**Exercise directions:** Go through the records and copy each line where the word "registry" occurs.

Top of Listed records

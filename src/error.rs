//! Client error taxonomy.
//!
//! Every failure a flow can hit maps onto one of four kinds, and all of them
//! are caught at the client boundary and turned into a tagged result or a
//! logged bus event. Nothing here is allowed to take the caller down.

use thiserror::Error;

#[derive(Debug, Error)]
pub enum ClientError {
    /// Transport-level failure: unreachable host, connection reset, timeout.
    #[error("network error: {0}")]
    Network(String),

    /// Invalid credentials, a rejected/expired token, or an action the
    /// current role is not allowed to take.
    #[error("not authorized: {0}")]
    Auth(String),

    /// A required form field was missing. Raised before any network call.
    #[error("missing required field: {0}")]
    Validation(&'static str),

    /// The backend answered, but with a non-2xx status or a failure
    /// envelope.
    #[error("backend error: {0}")]
    Backend(String),
}

impl ClientError {
    /// Whether this failure means the device/backend could not be reached
    /// at all (as opposed to answering with a refusal).
    pub fn is_network(&self) -> bool {
        matches!(self, Self::Network(_))
    }
}

impl From<reqwest::Error> for ClientError {
    fn from(err: reqwest::Error) -> Self {
        if err.is_timeout() {
            return Self::Network(format!("request timed out: {err}"));
        }
        if let Some(status) = err.status() {
            if status == reqwest::StatusCode::UNAUTHORIZED
                || status == reqwest::StatusCode::FORBIDDEN
            {
                return Self::Auth(format!("backend returned {status}"));
            }
            return Self::Backend(format!("backend returned {status}"));
        }
        Self::Network(err.to_string())
    }
}

#[cfg(test)]
mod tests {
    use super::*;

    #[test]
    fn test_validation_message_names_the_field() {
        let err = ClientError::Validation("email");
        assert_eq!(err.to_string(), "missing required field: email");
    }

    #[test]
    fn test_network_classification() {
        assert!(ClientError::Network("down".into()).is_network());
        assert!(!ClientError::Backend("500".into()).is_network());
    }
}
//! Configuration management
//!
//! Settings come from an optional config file in the platform config dir,
//! overridden by `RMC_*` environment variables (`RMC_GATEWAY_URL`,
//! `RMC_ADDRESSING`, `RMC_POLL__STATUS_INTERVAL_MS`, ...).

use anyhow::{anyhow, Result};
use serde::Deserialize;
use std::path::PathBuf;
use std::time::Duration;

use crate::error::ClientError;
use crate::models::Device;

const DEFAULT_STATUS_INTERVAL_MS: u64 = 5_000;
const DEFAULT_PLAYERS_INTERVAL_MS: u64 = 30_000;
const DEFAULT_STATUS_TIMEOUT_MS: u64 = 5_000;
const DEFAULT_CONTROL_REFRESH_DELAY_MS: u64 = 500;

#[derive(Debug, Clone, Deserialize)]
pub struct Config {
    /// Gateway API base URL (auth, registry, and proxied device access).
    #[serde(default = "default_gateway_url")]
    pub gateway_url: String,

    /// Port of the on-device API, used only with direct addressing.
    #[serde(default = "default_device_port")]
    pub device_port: u16,

    /// How per-device API bases are derived.
    #[serde(default)]
    pub addressing: DeviceAddressing,

    #[serde(default)]
    pub poll: PollConfig,
}

fn default_gateway_url() -> String {
    "http://localhost:3001".to_string()
}

fn default_device_port() -> u16 {
    3000
}

impl Default for Config {
    fn default() -> Self {
        Self {
            gateway_url: default_gateway_url(),
            device_port: default_device_port(),
            addressing: DeviceAddressing::default(),
            poll: PollConfig::default(),
        }
    }
}

impl Config {
    /// API base for one device under the configured addressing strategy.
    ///
    /// Direct addressing needs the device's IP from the registry; a device
    /// without one is reported as an error rather than silently skipped.
    pub fn device_api_base(&self, device: &Device) -> Result<String, ClientError> {
        match self.addressing {
            DeviceAddressing::Gateway => Ok(format!("{}/api/{}", self.gateway_url, device.id)),
            DeviceAddressing::Direct => {
                let ip = device
                    .ip
                    .as_deref()
                    .filter(|ip| !ip.is_empty())
                    .ok_or(ClientError::Validation("ip"))?;
                Ok(format!("http://{}:{}", ip, self.device_port))
            }
        }
    }
}

/// Strategy for reaching a device's playback API.
///
/// The fleet has run both ways: proxied through the gateway, and straight
/// to each device over the tailnet. Neither is hard-coded.
#[derive(Debug, Clone, Copy, Default, PartialEq, Eq, Deserialize)]
#[serde(rename_all = "lowercase")]
pub enum DeviceAddressing {
    /// Route device calls through the gateway: `{gateway}/api/{device_id}`.
    #[default]
    Gateway,
    /// Talk to each device directly: `http://{ip}:{device_port}`.
    Direct,
}

/// Poll cadences and timeouts, all in milliseconds so tests can shrink them.
#[derive(Debug, Clone, Deserialize)]
pub struct PollConfig {
    /// Period of the per-device status poll.
    #[serde(default = "default_status_interval_ms")]
    pub status_interval_ms: u64,

    /// Period of the dashboard-level device-list refresh. Independent of
    /// the status cadence.
    #[serde(default = "default_players_interval_ms")]
    pub players_interval_ms: u64,

    /// Per-request timeout for device status fetches, so a hung device
    /// cannot stall the poll loop.
    #[serde(default = "default_status_timeout_ms")]
    pub status_timeout_ms: u64,

    /// Delay before the post-command status refresh.
    #[serde(default = "default_control_refresh_delay_ms")]
    pub control_refresh_delay_ms: u64,
}

fn default_status_interval_ms() -> u64 {
    DEFAULT_STATUS_INTERVAL_MS
}

fn default_players_interval_ms() -> u64 {
    DEFAULT_PLAYERS_INTERVAL_MS
}

fn default_status_timeout_ms() -> u64 {
    DEFAULT_STATUS_TIMEOUT_MS
}

fn default_control_refresh_delay_ms() -> u64 {
    DEFAULT_CONTROL_REFRESH_DELAY_MS
}

impl Default for PollConfig {
    fn default() -> Self {
        Self {
            status_interval_ms: DEFAULT_STATUS_INTERVAL_MS,
            players_interval_ms: DEFAULT_PLAYERS_INTERVAL_MS,
            status_timeout_ms: DEFAULT_STATUS_TIMEOUT_MS,
            control_refresh_delay_ms: DEFAULT_CONTROL_REFRESH_DELAY_MS,
        }
    }
}

impl PollConfig {
    pub fn status_interval(&self) -> Duration {
        Duration::from_millis(self.status_interval_ms)
    }

    pub fn players_interval(&self) -> Duration {
        Duration::from_millis(self.players_interval_ms)
    }

    pub fn status_timeout(&self) -> Duration {
        Duration::from_millis(self.status_timeout_ms)
    }

    pub fn control_refresh_delay(&self) -> Duration {
        Duration::from_millis(self.control_refresh_delay_ms)
    }
}

/// Platform config directory for this application.
pub fn get_config_dir() -> PathBuf {
    directories::ProjectDirs::from("com", "resort-music", "resort-music-control")
        .map(|dirs| dirs.config_dir().to_path_buf())
        .unwrap_or_else(|| PathBuf::from("."))
}

/// Path of a named file inside the config directory.
pub fn get_config_file_path(name: &str) -> PathBuf {
    get_config_dir().join(name)
}

pub fn load_config() -> Result<Config> {
    let config_dir = get_config_dir();

    let config = ::config::Config::builder()
        // Load from config file if it exists
        .add_source(
            ::config::File::with_name(&config_dir.join("config").to_string_lossy())
                .required(false),
        )
        // Override with environment variables (RMC_GATEWAY_URL, RMC_POLL__STATUS_INTERVAL_MS, etc.)
        // The prefix joins with a single underscore; `__` separates nesting levels.
        .add_source(
            ::config::Environment::with_prefix("RMC")
                .prefix_separator("_")
                .separator("__")
                .try_parsing(true),
        )
        .build()?;

    let mut config: Config = config.try_deserialize()?;

    url::Url::parse(&config.gateway_url)
        .map_err(|e| anyhow!("invalid gateway URL {:?}: {e}", config.gateway_url))?;
    // Normalize so endpoint composition never doubles a slash.
    config.gateway_url = config.gateway_url.trim_end_matches('/').to_string();

    // tokio::time::interval panics on a zero period.
    if config.poll.status_interval_ms == 0 {
        return Err(anyhow!("poll.status_interval_ms must be positive"));
    }
    if config.poll.players_interval_ms == 0 {
        return Err(anyhow!("poll.players_interval_ms must be positive"));
    }

    Ok(config)
}

#[cfg(test)]
mod tests {
    use super::*;
    use serial_test::serial;

    fn device(id: &str, ip: Option<&str>) -> Device {
        Device {
            id: id.to_string(),
            name: format!("Player {id}"),
            ip: ip.map(str::to_string),
            location: None,
            status: None,
        }
    }

    #[test]
    fn test_defaults() {
        let config = Config::default();
        assert_eq!(config.gateway_url, "http://localhost:3001");
        assert_eq!(config.addressing, DeviceAddressing::Gateway);
        assert_eq!(config.poll.status_interval(), Duration::from_secs(5));
        assert_eq!(config.poll.players_interval(), Duration::from_secs(30));
        assert_eq!(config.poll.status_timeout(), Duration::from_secs(5));
        assert_eq!(
            config.poll.control_refresh_delay(),
            Duration::from_millis(500)
        );
    }

    #[test]
    fn test_gateway_addressing_routes_through_gateway() {
        let config = Config::default();
        let base = config.device_api_base(&device("pi1", None)).unwrap();
        assert_eq!(base, "http://localhost:3001/api/pi1");
    }

    #[test]
    fn test_direct_addressing_uses_device_ip_and_port() {
        let config = Config {
            addressing: DeviceAddressing::Direct,
            device_port: 8090,
            ..Default::default()
        };
        let base = config
            .device_api_base(&device("pi1", Some("100.104.127.38")))
            .unwrap();
        assert_eq!(base, "http://100.104.127.38:8090");
    }

    #[test]
    fn test_direct_addressing_without_ip_is_an_error() {
        let config = Config {
            addressing: DeviceAddressing::Direct,
            ..Default::default()
        };
        let err = config.device_api_base(&device("pi1", None)).unwrap_err();
        assert!(matches!(err, ClientError::Validation("ip")));
    }

    #[test]
    #[serial]
    fn test_env_overrides() {
        std::env::set_var("RMC_GATEWAY_URL", "http://gw.internal:9000/");
        std::env::set_var("RMC_ADDRESSING", "direct");
        std::env::set_var("RMC_POLL__STATUS_INTERVAL_MS", "250");

        let config = load_config().unwrap();
        // Trailing slash is normalized away.
        assert_eq!(config.gateway_url, "http://gw.internal:9000");
        assert_eq!(config.addressing, DeviceAddressing::Direct);
        assert_eq!(config.poll.status_interval_ms, 250);
        assert_eq!(config.poll.players_interval_ms, DEFAULT_PLAYERS_INTERVAL_MS);

        std::env::remove_var("RMC_GATEWAY_URL");
        std::env::remove_var("RMC_ADDRESSING");
        std::env::remove_var("RMC_POLL__STATUS_INTERVAL_MS");
    }

    #[test]
    #[serial]
    fn test_invalid_gateway_url_is_rejected() {
        std::env::set_var("RMC_GATEWAY_URL", "not a url");
        let result = load_config();
        std::env::remove_var("RMC_GATEWAY_URL");
        assert!(result.is_err());
    }

    #[test]
    #[serial]
    fn test_zero_poll_interval_is_rejected() {
        std::env::set_var("RMC_POLL__STATUS_INTERVAL_MS", "0");
        let result = load_config();
        std::env::remove_var("RMC_POLL__STATUS_INTERVAL_MS");
        assert!(result.is_err());

        std::env::set_var("RMC_POLL__PLAYERS_INTERVAL_MS", "0");
        let result = load_config();
        std::env::remove_var("RMC_POLL__PLAYERS_INTERVAL_MS");
        assert!(result.is_err());
    }
}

Bottom of Listed records

**Task response:**
    /// Gateway API base URL (auth, registry, and proxied device access).
    /// Direct addressing needs the device's IP from the registry; a device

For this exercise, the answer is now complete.